Extended Data Fig. 4. The tumour microenvironment of R^TT tumours is strongly remodelled.

a, T cell influx into N^TT and R^TT Braf melanoma, assessed by IF (scale bar 100 μm and 20 μm). Experiment performed twice; representative image shown. b, T cell quantified separately at tumour margin and centre (n = 3 tumours per condition, N^TT n= 15, R^TT n= 16 ROI). P-value: * 0.0204, ns 0.0756. c, PCA plot displaying top 500 most variable genes for T cells sorted from N^TT and R^TT Braf/Pten^OVA tumours. d, e Gating strategy highlighting identification of CD3⁺ CD8⁺ T cells, CD103⁺ CD11c⁺ DCs and CD11b⁺ GR-1⁺ suppressive myeloid cells. f, Suppressive myeloid cells in Braf melanoma, assessed by flow cytometry (n = 7 tumours per condition). P-value: * 0.023. Experiment performed 3 times; data represents pool of 2 experiments. g, CD103⁺ DCs in Braf melanoma, assessed by flow cytometry (n = 8 tumours per condition). P-value: *** 0.0005. Experiment performed 3 times; data represents pool of 2 experiments. h, Gating strategy highlighting the identification of CD103 DCs in an alternative gating strategy (Lineage negative (CD11b^-,Gr-1^-, NK1.1^-, CD3^-, B220^-, F480^-) MHCII+ CD103⁺ cells). i, Quantification of CD103⁺MHCII⁺ DCs with alternative gating strategy. (Braf/Pten^OVA melanoma both groups, n= 4 tumours; Braf/Pten melanoma N^TT= 5 tumours, R^TT= 8 tumours). Experiment performed once.

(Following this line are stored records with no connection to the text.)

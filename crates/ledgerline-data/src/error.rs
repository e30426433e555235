//! Error types for registry and document operations.

use thiserror::Error;

/// Result type for data operations.
pub type Result<T> = std::result::Result<T, DataError>;

/// Errors that can occur while talking to the registry or processing a filing.
#[derive(Debug, Error)]
pub enum DataError {
    /// Transport failure, timeout, unexpected HTTP status or undecodable body
    #[error("Registry unavailable at {url}: {reason}")]
    RegistryUnavailable {
        /// URL that was requested
        url: String,
        /// HTTP status, if the registry answered at all
        status: Option<u16>,
        /// Human readable cause
        reason: String,
    },

    /// The registry has no resource matching the request
    #[error("Registry resource not found: {0}")]
    RegistryNotFound(String),

    /// Filing history holds no record in the accounts category
    #[error("No accounts filing in filing history")]
    NoAccountsFiling,

    /// The selected filing has no XHTML rendering to download
    #[error("No renderable document: {0}")]
    NoRenderableDocument(String),

    /// Document bytes could not be retrieved or stored
    #[error("Document download failed: {0}")]
    DownloadFailed(String),

    /// The downloaded document could not be parsed
    #[error("Fact extraction failed: {0}")]
    ExtractionFailed(String),

    /// Invalid client configuration
    #[error("Configuration error: {0}")]
    Config(String),

    /// IO error
    #[error("IO error: {0}")]
    Io(#[from] std::io::Error),
}

impl DataError {
    /// Whether retrying the same request may succeed.
    ///
    /// Transport failures (no status), rate limiting and server errors are
    /// transient. Everything else, including 404, is final.
    pub const fn is_transient(&self) -> bool {
        match self {
            Self::RegistryUnavailable { status, .. } => match status {
                None => true,
                Some(code) => *code == 429 || *code >= 500,
            },
            _ => false,
        }
    }

    /// Whether the error means "nothing there" rather than "something broke".
    pub const fn is_absence(&self) -> bool {
        matches!(
            self,
            Self::RegistryNotFound(_) | Self::NoAccountsFiling | Self::NoRenderableDocument(_)
        )
    }

    /// Short label of the pipeline stage that produced the error, for logs.
    pub const fn stage(&self) -> &'static str {
        match self {
            Self::RegistryUnavailable { .. } | Self::RegistryNotFound(_) => "registry",
            Self::NoAccountsFiling => "filing_selection",
            Self::NoRenderableDocument(_) => "document_resolution",
            Self::DownloadFailed(_) => "download",
            Self::ExtractionFailed(_) => "extraction",
            Self::Config(_) => "config",
            Self::Io(_) => "io",
        }
    }
}

#[cfg(test)]
mod tests {
    use super::*;

    fn unavailable(status: Option<u16>) -> DataError {
        DataError::RegistryUnavailable {
            url: "https://registry.test/company/1".to_string(),
            status,
            reason: "boom".to_string(),
        }
    }

    #[test]
    fn test_transient_classification() {
        assert!(unavailable(None).is_transient());
        assert!(unavailable(Some(429)).is_transient());
        assert!(unavailable(Some(503)).is_transient());
        assert!(!unavailable(Some(400)).is_transient());
        assert!(!unavailable(Some(401)).is_transient());
        assert!(!DataError::RegistryNotFound("x".into()).is_transient());
        assert!(!DataError::ExtractionFailed("x".into()).is_transient());
    }

    #[test]
    fn test_absence_classification() {
        assert!(DataError::NoAccountsFiling.is_absence());
        assert!(DataError::NoRenderableDocument("pdf only".into()).is_absence());
        assert!(DataError::RegistryNotFound("company".into()).is_absence());
        assert!(!DataError::DownloadFailed("reset".into()).is_absence());
        assert!(!unavailable(Some(500)).is_absence());
    }

    #[test]
    fn test_display_includes_url() {
        let message = unavailable(Some(502)).to_string();
        assert!(message.contains("https://registry.test/company/1"));
        assert!(message.contains("boom"));
    }
}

P-value: * 0.0185, ** 0.0083. j, k CD103⁺MHCII⁺ DCs in N^TT and R^TT Braf melanoma, assessed by IF staining in (j) displayed as a representative picture (scale bar 100 μm and 20 μm) (Experiment performed twice) and (k) quantified separately at tumour margin and centre (n = 3 tumours per condition, all groups 15 ROIs). P-value: *** 0.0002, *** 0.0010. l, CD103⁺MHCII⁺ DCs in N^TT and R^TT Braf/Pten^OVA melanoma quantified separately at tumour margin and centre (n = 2 tumours per condition, all groups 10 ROI, except N^TT margin n = 11). P-value: **** 5.7E-6, 1.1E-5. Data in b, f, g, i, k, l displayed as mean ± SEM and analysed by two-tailed unpaired t–test with Welch correction for unequal variance or with Mann-Whitney-U-test if not normal distributed. * P < 0.05, ** P < 0.01, *** P < 0.001, **** P < 0.0001, ns = non-significant.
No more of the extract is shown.